• Work required:
Go through the entries below and report how many lines contain the string "warn". Nothing but the number is wanted.

• Data section:
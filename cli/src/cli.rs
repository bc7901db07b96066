//! CLI argument parsing with clap derive

use std::path::PathBuf;

use anyhow::Result;
use clap::{ArgAction, Parser, Subcommand};

use crate::app::{AppContext, AppFlags};
use crate::commands;

/// Release-based deployments over ssh
#[derive(Parser)]
#[command(
    name = "rollout",
    version,
    propagate_version = true,
    subcommand_required = true,
    arg_required_else_help = true
)]
pub struct Cli {
    /// Output in JSON format
    #[arg(long, global = true)]
    pub json: bool,

    /// Suppress non-error output
    #[arg(short, long, global = true)]
    pub quiet: bool,

    /// Disable colored output
    #[arg(
        long,
        global = true,
        env = "NO_COLOR",
        value_parser = clap::builder::FalseyValueParser::new()
    )]
    pub no_color: bool,

    /// Path to the deployment config (default: ./rollout.yaml)
    #[arg(long, global = true, value_name = "PATH", env = "ROLLOUT_CONFIG")]
    pub config: Option<PathBuf>,

    /// Increase log verbosity (-v debug, -vv trace)
    #[arg(short, long, global = true, action = ArgAction::Count)]
    pub verbose: u8,

    #[command(subcommand)]
    pub command: Command,
}

#[derive(Subcommand)]
pub enum Command {
    /// Configure and run deployments
    #[command(subcommand)]
    Deploy(commands::deploy::DeployCommand),

    /// Show version
    Version,
}

impl Cli {
    /// Default `tracing` filter for the chosen verbosity, used when `RUST_LOG` is unset.
    #[must_use]
    pub fn log_filter(&self) -> &'static str {
        match self.verbose {
            0 => "warn",
            1 => "warn,rollout_cli=debug,rollout_common=debug",
            _ => "trace",
        }
    }

    /// Whether `--json` was given.
    #[must_use]
    pub fn wants_json(&self) -> bool {
        self.json
    }

    /// Execute the CLI command.
    ///
    /// # Errors
    ///
    /// Returns an error if the command fails.
    pub async fn run(self) -> Result<()> {
        let Cli {
            no_color,
            quiet,
            json,
            config,
            command,
            ..
        } = self;
        let app = AppContext::new(AppFlags {
            no_color,
            quiet,
            json,
            config,
        });
        match command {
            Command::Deploy(cmd) => commands::deploy::run(&app, cmd).await,
            Command::Version => commands::version::run(&app),
        }
    }
}
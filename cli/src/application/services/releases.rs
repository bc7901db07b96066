//! Application service: inspect the releases present on each host.

use anyhow::Result;
use futures_util::future::join_all;
use rollout_common::DeploymentConfig;
use serde::Serialize;

use crate::application::ports::{ProgressReporter, RemoteShell};
use crate::application::services::release::{current_release, list_releases};
use crate::application::services::remote::HostSession;
use crate::domain::release::is_release_id;
use crate::domain::{DeployError, HostPlan, plan_hosts, resolve_target};

/// Releases found on one host, newest first.
#[derive(Debug, Clone, Serialize)]
pub struct HostReleases {
    pub host: String,
    pub releases: Vec<String>,
    pub current: Option<String>,
    /// Set when the host could not be inspected.
    #[serde(skip_serializing_if = "Option::is_none")]
    pub error: Option<String>,
}

/// List releases on every host of `name`.
///
/// Unreachable hosts are reported in their entry rather than failing the
/// whole listing.
///
/// # Errors
///
/// Returns `DeployError::Configuration` for an unknown name.
pub async fn list_target_releases(
    shell: &impl RemoteShell,
    reporter: &impl ProgressReporter,
    config: &DeploymentConfig,
    name: &str,
) -> Result<Vec<HostReleases>> {
    let target = resolve_target(config, name).map_err(DeployError::from)?;
    let plans = plan_hosts(&target).map_err(DeployError::from)?;
    Ok(join_all(plans.iter().map(|plan| inspect_host(shell, reporter, plan))).await)
}

async fn inspect_host(
    shell: &impl RemoteShell,
    reporter: &impl ProgressReporter,
    plan: &HostPlan,
) -> HostReleases {
    let session = HostSession::new(shell, reporter, &plan.profile.credential, &plan.label);
    let layout = plan.profile.target.layout();
    let listing = async {
        let mut releases: Vec<String> = list_releases(&session, &layout)
            .await?
            .into_iter()
            .filter(|name| is_release_id(name))
            .collect();
        releases.sort_unstable_by(|a, b| b.cmp(a));
        let current = current_release(&session, &layout).await?;
        anyhow::Ok((releases, current))
    };
    match listing.await {
        Ok((releases, current)) => HostReleases {
            host: plan.label.clone(),
            releases,
            current,
            error: None,
        },
        Err(e) => HostReleases {
            host: plan.label.clone(),
            releases: Vec::new(),
            current: None,
            error: Some(format!("{e:#}")),
        },
    }
}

• Exercise result:
2